Na contramão das medidas protetivas recomendadas pela Organização Mundial da Saúde (OMS) e adotadas por diversos países para enfrentar a crise, o Governo Bolsonaro editou, em 22/03, a Medida Provisória 927/2020, que privilegia os acordos individuais sobre as convenções e acordos coletivos, garantidos pela Constituição Federal e pela Organização Internacional do Trabalho (OIT).

 

A providência, que desconsidera a participação das entidades representativas das categorias profissionais, autoriza as empresas a celebrar acordos individuais e retira do trabalhador o poder de pressão sempre exercido pelos sindicatos e entidades de classe.

 

MEDIDAS PROTETIVAS

Visando alterar dispositivos da MP e preservar direitos trabalhistas e sindicais, o deputado federal Luiz Carlos Motta (PL-SP) apresentou seis emendas, que instituem medidas trabalhistas emergenciais a ser adotas no período da crônico da epidemia do novo Coronavírus.
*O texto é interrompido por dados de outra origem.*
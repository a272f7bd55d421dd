//! TUI module - terminal day viewer and progress view with ratatui

use anyhow::Result;
use crossterm::{
    event::{self, Event, KeyCode, KeyEventKind},
    terminal::{disable_raw_mode, enable_raw_mode, EnterAlternateScreen, LeaveAlternateScreen},
    ExecutableCommand,
};
use ratatui::{
    prelude::*,
    widgets::{Block, Borders, Cell, Gauge, Paragraph, Row, Table, Wrap},
};
use std::io::{stdout, Stdout};

use crate::coach;
use crate::db::Database;
use crate::profile::UserProfile;
use crate::progress::Progress;
use crate::routine::{self, DayKind, Schedule};

type Tui = Terminal<CrosstermBackend<Stdout>>;

#[derive(Debug, Clone, Copy, PartialEq, Eq)]
enum View {
    Day,
    Progress,
}

/// App state for TUI
pub struct App {
    db: Database,
    profile: UserProfile,
    schedule: Schedule,
    progress: Progress,
    view: View,
    should_quit: bool,
}

impl App {
    pub fn new(db: Database, profile: UserProfile) -> Result<Self> {
        let schedule = routine::generate(&profile);
        let progress = db.load_progress()?.unwrap_or_default();
        Ok(Self {
            db,
            profile,
            schedule,
            progress,
            view: View::Day,
            should_quit: false,
        })
    }

    /// Run the TUI application
    pub fn run(&mut self) -> Result<()> {
        let mut terminal = init_terminal()?;

        while !self.should_quit {
            terminal.draw(|frame| self.render(frame))?;
            self.handle_events()?;
        }

        restore_terminal()?;
        Ok(())
    }

    fn render(&self, frame: &mut Frame) {
        let area = frame.area();

        let chunks = Layout::default()
            .direction(Direction::Vertical)
            .constraints([
                Constraint::Length(3),
                Constraint::Min(10),
                Constraint::Length(3),
            ])
            .split(area);

        // Header
        let header = Paragraph::new(format!("FITPATH - {}", self.profile))
            .style(Style::default().fg(Color::Cyan).bold())
            .block(Block::default().borders(Borders::ALL));
        frame.render_widget(header, chunks[0]);

        match self.view {
            View::Day => self.render_day(frame, chunks[1]),
            View::Progress => self.render_progress(frame, chunks[1]),
        }

        // Footer
        let footer = Paragraph::new("q: quit | ←/→: day | space: done | p: progress")
            .style(Style::default().fg(Color::DarkGray))
            .block(Block::default().borders(Borders::ALL));
        frame.render_widget(footer, chunks[2]);
    }

    fn render_day(&self, frame: &mut Frame, area: Rect) {
        let day = &self.schedule[self.progress.current_day];
        let done = self.progress.is_completed(day.day);

        let chunks = Layout::default()
            .direction(Direction::Vertical)
            .constraints([Constraint::Length(3), Constraint::Min(5)])
            .split(area);

        let status = Line::from(vec![
            Span::styled(day.intensity().label(), Style::default().fg(Color::Yellow).bold()),
            Span::raw("  "),
            Span::raw(coach::streak_message(self.progress.streak())),
            Span::raw("  "),
            if done {
                Span::styled("✓ done", Style::default().fg(Color::Green))
            } else {
                Span::styled("not done", Style::default().fg(Color::DarkGray))
            },
        ]);
        let summary = Paragraph::new(status)
            .block(Block::default().borders(Borders::ALL).title(day.title.clone()));
        frame.render_widget(summary, chunks[0]);

        match &day.kind {
            DayKind::Rest { description } => {
                let body = Paragraph::new(description.as_str())
                    .wrap(Wrap { trim: true })
                    .block(Block::default().borders(Borders::ALL).title("Rest & Recovery"));
                frame.render_widget(body, chunks[1]);
            }
            DayKind::Workout { exercises } => {
                let rows: Vec<Row> = exercises.iter().map(|ex| {
                    Row::new(vec![
                        Cell::from(ex.name.clone()),
                        Cell::from(ex.dosage.as_str().to_string()),
                        Cell::from(ex.instructions.clone()),
                        Cell::from(ex.modification.clone().unwrap_or_default()),
                    ])
                }).collect();

                let table = Table::new(
                    rows,
                    [
                        Constraint::Length(22),
                        Constraint::Length(24),
                        Constraint::Min(20),
                        Constraint::Min(20),
                    ],
                )
                .header(Row::new(vec!["Exercise", "Dosage", "Instructions", "Modification"])
                    .style(Style::default().bold()))
                .block(Block::default().borders(Borders::ALL).title("Exercises"));

                frame.render_widget(table, chunks[1]);
            }
        }
    }

    fn render_progress(&self, frame: &mut Frame, area: Rect) {
        let percent = self.progress.completion_percentage(self.schedule.len());

        let chunks = Layout::default()
            .direction(Direction::Vertical)
            .constraints([Constraint::Length(3), Constraint::Min(9)])
            .split(area);

        let gauge = Gauge::default()
            .block(Block::default().borders(Borders::ALL).title(coach::completion_message(percent)))
            .gauge_style(Style::default().fg(Color::Green))
            .percent(percent.min(100) as u16);
        frame.render_widget(gauge, chunks[0]);

        let rows: Vec<Row> = self.schedule.iter().map(|day| {
            let mark = if self.progress.is_completed(day.day) { "✓" } else { "" };
            let style = if day.day == self.progress.current_day {
                Style::default().fg(Color::Cyan).bold()
            } else {
                Style::default()
            };
            Row::new(vec![
                Cell::from(mark),
                Cell::from(day.title.clone()),
                Cell::from(day.intensity().label()),
            ])
            .style(style)
        }).collect();

        let table = Table::new(
            rows,
            [Constraint::Length(3), Constraint::Min(30), Constraint::Length(18)],
        )
        .block(Block::default().borders(Borders::ALL).title(format!(
            "Week - streak {}, workouts done {}",
            self.progress.streak(),
            self.progress.completed_workouts(&self.schedule)
        )));
        frame.render_widget(table, chunks[1]);
    }

    fn handle_events(&mut self) -> Result<()> {
        if event::poll(std::time::Duration::from_millis(100))?
            && let Event::Key(key) = event::read()?
                && key.kind == KeyEventKind::Press {
                    self.handle_key(key.code)?;
                }
        Ok(())
    }

    fn handle_key(&mut self, code: KeyCode) -> Result<()> {
        let changed = match code {
            KeyCode::Char('q') | KeyCode::Esc => {
                self.should_quit = true;
                false
            }
            KeyCode::Char('p') => {
                self.view = match self.view {
                    View::Day => View::Progress,
                    View::Progress => View::Day,
                };
                false
            }
            KeyCode::Left | KeyCode::Char('h') => self.progress.previous_day(),
            KeyCode::Right | KeyCode::Char('l') => self.progress.next_day(),
            KeyCode::Char(' ') | KeyCode::Char('c') => {
                self.progress.toggle_day(self.progress.current_day);
                true
            }
            _ => false,
        };
        if changed {
            self.db.save_progress(&self.progress)?;
        }
        Ok(())
    }
}

fn init_terminal() -> Result<Tui> {
    enable_raw_mode()?;
    stdout().execute(EnterAlternateScreen)?;
    let terminal = Terminal::new(CrosstermBackend::new(stdout()))?;
    Ok(terminal)
}

fn restore_terminal() -> Result<()> {
    disable_raw_mode()?;
    stdout().execute(LeaveAlternateScreen)?;
    Ok(())
}

#[cfg(test)]
mod tests {
    use super::*;
    use crate::profile::{Equipment, FitnessLevel, Goal};

    fn app() -> App {
        let db = Database::open_in_memory().unwrap();
        let profile = UserProfile::new(FitnessLevel::Beginner, Goal::Mobility, Equipment::None, 3);
        App::new(db, profile).unwrap()
    }

    #[test]
    fn test_keys_move_and_persist() {
        let mut app = app();
        app.handle_key(KeyCode::Right).unwrap();
        app.handle_key(KeyCode::Right).unwrap();
        app.handle_key(KeyCode::Char(' ')).unwrap();

        let saved = app.db.load_progress().unwrap().unwrap();
        assert_eq!(saved.current_day, 2);
        assert!(saved.is_completed(2));
    }

    #[test]
    fn test_left_at_first_day_does_not_save() {
        let mut app = app();
        app.handle_key(KeyCode::Left).unwrap();
        assert!(app.db.load_progress().unwrap().is_none());
    }

    #[test]
    fn test_view_toggle_and_quit() {
        let mut app = app();
        app.handle_key(KeyCode::Char('p')).unwrap();
        assert_eq!(app.view, View::Progress);
        app.handle_key(KeyCode::Char('q')).unwrap();
        assert!(app.should_quit);
    }

    #[test]
    fn test_render_both_views() {
        use ratatui::backend::TestBackend;

        let mut app = app();
        let mut terminal = Terminal::new(TestBackend::new(100, 30)).unwrap();
        terminal.draw(|frame| app.render(frame)).unwrap();
        app.progress.set_current_day(5);
        terminal.draw(|frame| app.render(frame)).unwrap();
        app.view = View::Progress;
        terminal.draw(|frame| app.render(frame)).unwrap();
    }
}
Uma delas estabelece que as medidas emergenciais sejam definidas em instrumento coletivo de trabalho.

 

Em outra emenda, Motta, que também preside a Federação dos Comerciários de São Paulo e a Confederação Nacional dos Trabalhadores no Comércio (CNTC), quer a garantia de que os beneficiários do programa Bolsa Família recebam complementação emergencial e temporária de R$ 500, procurando amparar essas famílias que estão desassistidas e expostas ao momento negativo da epidemia.

 

Norton Jubelli, presidente da União Geral dos Trabalhadores do Rio Grande do Sul (UGT-RS), condena a medida discriminatória do governo, que joga nas costas dos trabalhadores o custo de uma crise humanitária, cujas proporções são comparáveis às grandes guerras mundiais e epidemias como a Sars (Síndrome Respiratória Aguda Grave, a síndrome respiratória Mers e a chamada H1N1, doença declarada como pandemia pela OMS. Uma infecção é considerada como pandemia quando a infecção ocorre na população localizada em uma grande região geográfica.

 

REVOGAÇÃO TOTAL DA MP

Classificando de cruel a medida provisória, por autorizar demissões e também o corte unilateral de salários, o sindicalista aponta a falta de regulamentação da proteção aos trabalhadores em serviços essenciais, o que retira da contaminação por Coronavírus o caráter de acidente de trabalho.

 

Diante da repercussão negativa causada pela medida, o ugetista gaúcho defende que o Congresso Nacional revogue a MP 927/2020 por inteiro, já que o próprio Bolsonaro, editou nova Medida Provisória(MP 928/2020), onde extrai o artigo 18, que previa a suspensão dos contratos de trabalho por quatro meses, sem salário, dando mais uma demonstração da falta de organização e convicção desse Governo.

 

Para Jubelli, a MP, editada para combater os efeitos do novo Coronavírus no mercado de trabalho, apenas favorece às empresas, ao admitir a possibilidade de teletrabalho (realizado à distância, muitas vezes em casa); estabelece um regime especial de compensação de horas, em caso de eventual suspensão da jornada de trabalho, durante a calamidade pública; suspende as férias para trabalhadores da área da saúde e de serviços considerados essenciais, além de suspender as exigências administrativas em segurança e saúde no trabalho.